Saved entries:

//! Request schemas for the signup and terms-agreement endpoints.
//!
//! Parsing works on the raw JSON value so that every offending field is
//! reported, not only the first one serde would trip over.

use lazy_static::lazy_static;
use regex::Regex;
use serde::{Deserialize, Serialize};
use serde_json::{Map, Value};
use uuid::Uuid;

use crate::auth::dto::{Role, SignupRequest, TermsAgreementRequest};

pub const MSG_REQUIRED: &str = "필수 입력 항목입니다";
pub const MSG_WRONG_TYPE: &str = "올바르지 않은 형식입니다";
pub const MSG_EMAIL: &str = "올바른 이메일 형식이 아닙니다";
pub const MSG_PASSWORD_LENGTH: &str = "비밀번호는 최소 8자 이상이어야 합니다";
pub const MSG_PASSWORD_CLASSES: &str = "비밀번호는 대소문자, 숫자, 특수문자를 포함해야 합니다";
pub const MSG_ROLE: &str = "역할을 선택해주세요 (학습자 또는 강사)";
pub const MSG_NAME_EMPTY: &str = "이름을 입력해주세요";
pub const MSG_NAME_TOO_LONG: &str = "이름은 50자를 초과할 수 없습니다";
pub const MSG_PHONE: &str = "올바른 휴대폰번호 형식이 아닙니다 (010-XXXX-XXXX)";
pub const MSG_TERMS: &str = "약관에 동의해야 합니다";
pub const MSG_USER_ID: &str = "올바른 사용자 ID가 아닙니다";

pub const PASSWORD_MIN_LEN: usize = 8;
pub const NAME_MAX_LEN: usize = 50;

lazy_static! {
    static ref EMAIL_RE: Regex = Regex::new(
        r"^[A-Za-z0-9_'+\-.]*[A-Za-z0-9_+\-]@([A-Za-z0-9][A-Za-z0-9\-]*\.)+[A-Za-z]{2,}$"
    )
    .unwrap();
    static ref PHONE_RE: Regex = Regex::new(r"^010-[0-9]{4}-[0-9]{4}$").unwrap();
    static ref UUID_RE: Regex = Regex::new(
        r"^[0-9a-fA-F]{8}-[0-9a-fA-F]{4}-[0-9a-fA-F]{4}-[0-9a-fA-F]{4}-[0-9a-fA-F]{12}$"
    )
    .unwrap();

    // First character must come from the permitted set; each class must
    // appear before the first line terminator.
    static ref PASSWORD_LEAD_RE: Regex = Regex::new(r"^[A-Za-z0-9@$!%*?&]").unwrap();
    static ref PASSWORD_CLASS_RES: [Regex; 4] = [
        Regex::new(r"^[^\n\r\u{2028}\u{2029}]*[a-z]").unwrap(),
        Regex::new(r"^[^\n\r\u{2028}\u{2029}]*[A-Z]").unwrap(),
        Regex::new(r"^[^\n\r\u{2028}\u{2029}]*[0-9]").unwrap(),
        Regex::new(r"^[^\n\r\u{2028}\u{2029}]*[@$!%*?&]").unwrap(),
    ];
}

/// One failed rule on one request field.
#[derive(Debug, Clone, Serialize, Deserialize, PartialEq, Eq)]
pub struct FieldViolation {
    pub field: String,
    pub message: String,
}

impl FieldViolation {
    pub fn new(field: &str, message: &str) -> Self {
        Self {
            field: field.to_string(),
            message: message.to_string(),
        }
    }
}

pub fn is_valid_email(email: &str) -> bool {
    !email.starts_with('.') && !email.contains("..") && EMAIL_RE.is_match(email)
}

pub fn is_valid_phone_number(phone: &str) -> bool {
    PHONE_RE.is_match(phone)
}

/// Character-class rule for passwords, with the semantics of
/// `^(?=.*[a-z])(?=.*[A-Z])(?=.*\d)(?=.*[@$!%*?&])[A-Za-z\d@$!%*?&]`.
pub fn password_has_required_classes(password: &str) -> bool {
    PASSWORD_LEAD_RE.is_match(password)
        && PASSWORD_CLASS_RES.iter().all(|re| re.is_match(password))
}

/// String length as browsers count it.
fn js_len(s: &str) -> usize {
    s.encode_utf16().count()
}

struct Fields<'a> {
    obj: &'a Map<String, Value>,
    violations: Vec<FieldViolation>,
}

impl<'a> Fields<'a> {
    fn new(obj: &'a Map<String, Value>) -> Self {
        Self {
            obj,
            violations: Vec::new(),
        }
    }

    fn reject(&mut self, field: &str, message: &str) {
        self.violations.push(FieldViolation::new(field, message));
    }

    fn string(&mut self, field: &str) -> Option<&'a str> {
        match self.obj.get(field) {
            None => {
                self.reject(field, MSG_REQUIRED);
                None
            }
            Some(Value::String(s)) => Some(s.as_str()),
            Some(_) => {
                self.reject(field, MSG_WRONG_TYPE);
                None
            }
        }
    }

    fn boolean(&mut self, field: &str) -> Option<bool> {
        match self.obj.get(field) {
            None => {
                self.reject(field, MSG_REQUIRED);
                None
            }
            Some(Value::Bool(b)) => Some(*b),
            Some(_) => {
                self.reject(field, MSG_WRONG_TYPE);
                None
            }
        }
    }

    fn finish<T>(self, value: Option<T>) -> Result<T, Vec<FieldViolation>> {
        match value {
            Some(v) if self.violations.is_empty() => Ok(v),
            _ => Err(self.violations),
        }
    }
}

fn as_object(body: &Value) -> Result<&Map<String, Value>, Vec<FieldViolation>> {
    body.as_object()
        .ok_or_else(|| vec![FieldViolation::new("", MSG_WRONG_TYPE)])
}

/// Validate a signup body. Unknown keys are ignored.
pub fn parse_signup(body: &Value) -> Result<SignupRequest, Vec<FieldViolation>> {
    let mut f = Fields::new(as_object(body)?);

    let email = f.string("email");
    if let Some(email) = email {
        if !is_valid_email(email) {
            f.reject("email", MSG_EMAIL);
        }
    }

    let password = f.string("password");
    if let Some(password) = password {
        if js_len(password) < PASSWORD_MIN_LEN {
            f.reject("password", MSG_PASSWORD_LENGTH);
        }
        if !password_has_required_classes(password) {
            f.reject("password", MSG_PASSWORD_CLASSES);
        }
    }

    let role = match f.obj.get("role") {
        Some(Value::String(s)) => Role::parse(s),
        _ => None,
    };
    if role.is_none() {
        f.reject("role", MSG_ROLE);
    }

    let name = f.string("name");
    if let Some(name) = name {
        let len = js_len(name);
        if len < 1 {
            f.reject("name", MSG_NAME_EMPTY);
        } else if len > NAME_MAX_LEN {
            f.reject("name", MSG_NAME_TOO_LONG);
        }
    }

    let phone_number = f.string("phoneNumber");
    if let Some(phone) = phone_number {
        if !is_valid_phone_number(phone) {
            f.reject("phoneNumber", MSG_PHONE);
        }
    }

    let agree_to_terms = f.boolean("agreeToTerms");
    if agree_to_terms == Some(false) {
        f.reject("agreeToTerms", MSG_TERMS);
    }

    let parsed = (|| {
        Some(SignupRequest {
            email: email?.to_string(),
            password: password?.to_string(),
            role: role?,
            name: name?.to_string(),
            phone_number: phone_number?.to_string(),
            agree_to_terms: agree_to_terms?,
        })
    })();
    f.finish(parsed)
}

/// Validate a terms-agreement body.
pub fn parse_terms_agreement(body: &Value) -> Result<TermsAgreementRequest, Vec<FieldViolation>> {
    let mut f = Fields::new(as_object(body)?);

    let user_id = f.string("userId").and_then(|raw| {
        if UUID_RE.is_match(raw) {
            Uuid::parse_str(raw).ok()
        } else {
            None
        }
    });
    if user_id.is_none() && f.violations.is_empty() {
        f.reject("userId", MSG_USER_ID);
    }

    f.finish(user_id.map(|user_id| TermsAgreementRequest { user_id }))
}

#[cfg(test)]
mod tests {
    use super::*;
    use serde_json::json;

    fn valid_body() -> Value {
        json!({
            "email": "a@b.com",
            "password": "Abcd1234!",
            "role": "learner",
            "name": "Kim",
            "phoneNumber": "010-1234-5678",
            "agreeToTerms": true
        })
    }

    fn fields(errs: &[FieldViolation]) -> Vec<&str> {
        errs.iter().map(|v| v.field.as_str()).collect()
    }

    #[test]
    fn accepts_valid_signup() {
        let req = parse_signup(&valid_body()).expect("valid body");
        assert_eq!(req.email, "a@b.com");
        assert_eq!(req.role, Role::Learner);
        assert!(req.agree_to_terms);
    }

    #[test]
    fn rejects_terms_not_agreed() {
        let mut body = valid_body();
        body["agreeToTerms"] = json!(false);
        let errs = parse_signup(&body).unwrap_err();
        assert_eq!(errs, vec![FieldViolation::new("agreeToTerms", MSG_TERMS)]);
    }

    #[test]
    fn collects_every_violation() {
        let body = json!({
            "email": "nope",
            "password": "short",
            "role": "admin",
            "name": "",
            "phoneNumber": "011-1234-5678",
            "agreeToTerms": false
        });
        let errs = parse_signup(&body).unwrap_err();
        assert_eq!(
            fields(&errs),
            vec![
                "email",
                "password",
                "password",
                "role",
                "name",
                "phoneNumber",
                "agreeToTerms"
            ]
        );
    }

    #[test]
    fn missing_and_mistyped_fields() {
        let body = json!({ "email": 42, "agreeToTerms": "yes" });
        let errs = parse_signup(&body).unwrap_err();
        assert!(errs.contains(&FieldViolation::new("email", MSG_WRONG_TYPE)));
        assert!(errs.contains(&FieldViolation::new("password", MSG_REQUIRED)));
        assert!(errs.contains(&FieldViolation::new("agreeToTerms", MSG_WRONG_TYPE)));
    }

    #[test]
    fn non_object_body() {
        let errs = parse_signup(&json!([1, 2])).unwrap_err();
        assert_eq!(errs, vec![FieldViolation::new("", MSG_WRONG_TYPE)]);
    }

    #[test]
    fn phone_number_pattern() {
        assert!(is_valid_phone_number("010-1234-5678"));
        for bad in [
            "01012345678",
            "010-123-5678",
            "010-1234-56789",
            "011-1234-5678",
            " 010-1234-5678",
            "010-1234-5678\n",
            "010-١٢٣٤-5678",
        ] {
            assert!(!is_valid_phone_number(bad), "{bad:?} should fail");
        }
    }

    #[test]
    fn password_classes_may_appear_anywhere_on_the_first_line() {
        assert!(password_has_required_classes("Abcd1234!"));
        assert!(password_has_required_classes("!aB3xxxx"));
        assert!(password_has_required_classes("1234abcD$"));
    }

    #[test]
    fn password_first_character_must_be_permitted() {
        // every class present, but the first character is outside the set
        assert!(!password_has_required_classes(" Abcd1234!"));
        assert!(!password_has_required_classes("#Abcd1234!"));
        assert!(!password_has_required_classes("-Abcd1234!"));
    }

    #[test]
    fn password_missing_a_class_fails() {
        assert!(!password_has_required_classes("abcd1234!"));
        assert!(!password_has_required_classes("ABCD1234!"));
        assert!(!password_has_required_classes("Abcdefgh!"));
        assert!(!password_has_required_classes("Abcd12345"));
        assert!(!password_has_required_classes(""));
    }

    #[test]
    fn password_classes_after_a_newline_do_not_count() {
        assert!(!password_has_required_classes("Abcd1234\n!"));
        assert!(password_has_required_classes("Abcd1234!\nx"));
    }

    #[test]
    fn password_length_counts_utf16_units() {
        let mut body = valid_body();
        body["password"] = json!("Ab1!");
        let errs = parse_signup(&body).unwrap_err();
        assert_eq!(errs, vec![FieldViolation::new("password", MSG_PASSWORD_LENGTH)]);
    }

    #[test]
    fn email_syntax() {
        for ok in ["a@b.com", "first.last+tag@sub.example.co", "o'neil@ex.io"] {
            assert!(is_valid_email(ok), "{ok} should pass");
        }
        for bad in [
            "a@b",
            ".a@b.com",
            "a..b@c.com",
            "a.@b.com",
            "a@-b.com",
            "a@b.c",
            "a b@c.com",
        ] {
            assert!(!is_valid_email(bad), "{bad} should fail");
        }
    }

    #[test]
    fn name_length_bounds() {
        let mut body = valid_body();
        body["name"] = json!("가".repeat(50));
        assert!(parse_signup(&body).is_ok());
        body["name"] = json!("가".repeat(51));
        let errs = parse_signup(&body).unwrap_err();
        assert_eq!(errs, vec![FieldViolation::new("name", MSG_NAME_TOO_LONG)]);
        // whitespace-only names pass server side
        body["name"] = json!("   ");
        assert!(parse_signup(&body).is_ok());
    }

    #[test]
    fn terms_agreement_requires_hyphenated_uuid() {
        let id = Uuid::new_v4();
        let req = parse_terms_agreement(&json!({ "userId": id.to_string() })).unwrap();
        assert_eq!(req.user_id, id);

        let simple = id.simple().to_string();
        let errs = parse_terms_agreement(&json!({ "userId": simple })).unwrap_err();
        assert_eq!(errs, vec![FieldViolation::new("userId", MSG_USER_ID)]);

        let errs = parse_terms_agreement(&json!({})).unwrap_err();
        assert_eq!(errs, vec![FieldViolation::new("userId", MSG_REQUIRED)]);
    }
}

What you will do — Your answer should consist of all lines above that include the string "violations".

Output of the exercise —
    violations: Vec<FieldViolation>,
            violations: Vec::new(),
        self.violations.push(FieldViolation::new(field, message));
            Some(v) if self.violations.is_empty() => Ok(v),
            _ => Err(self.violations),
    if user_id.is_none() && f.violations.is_empty() {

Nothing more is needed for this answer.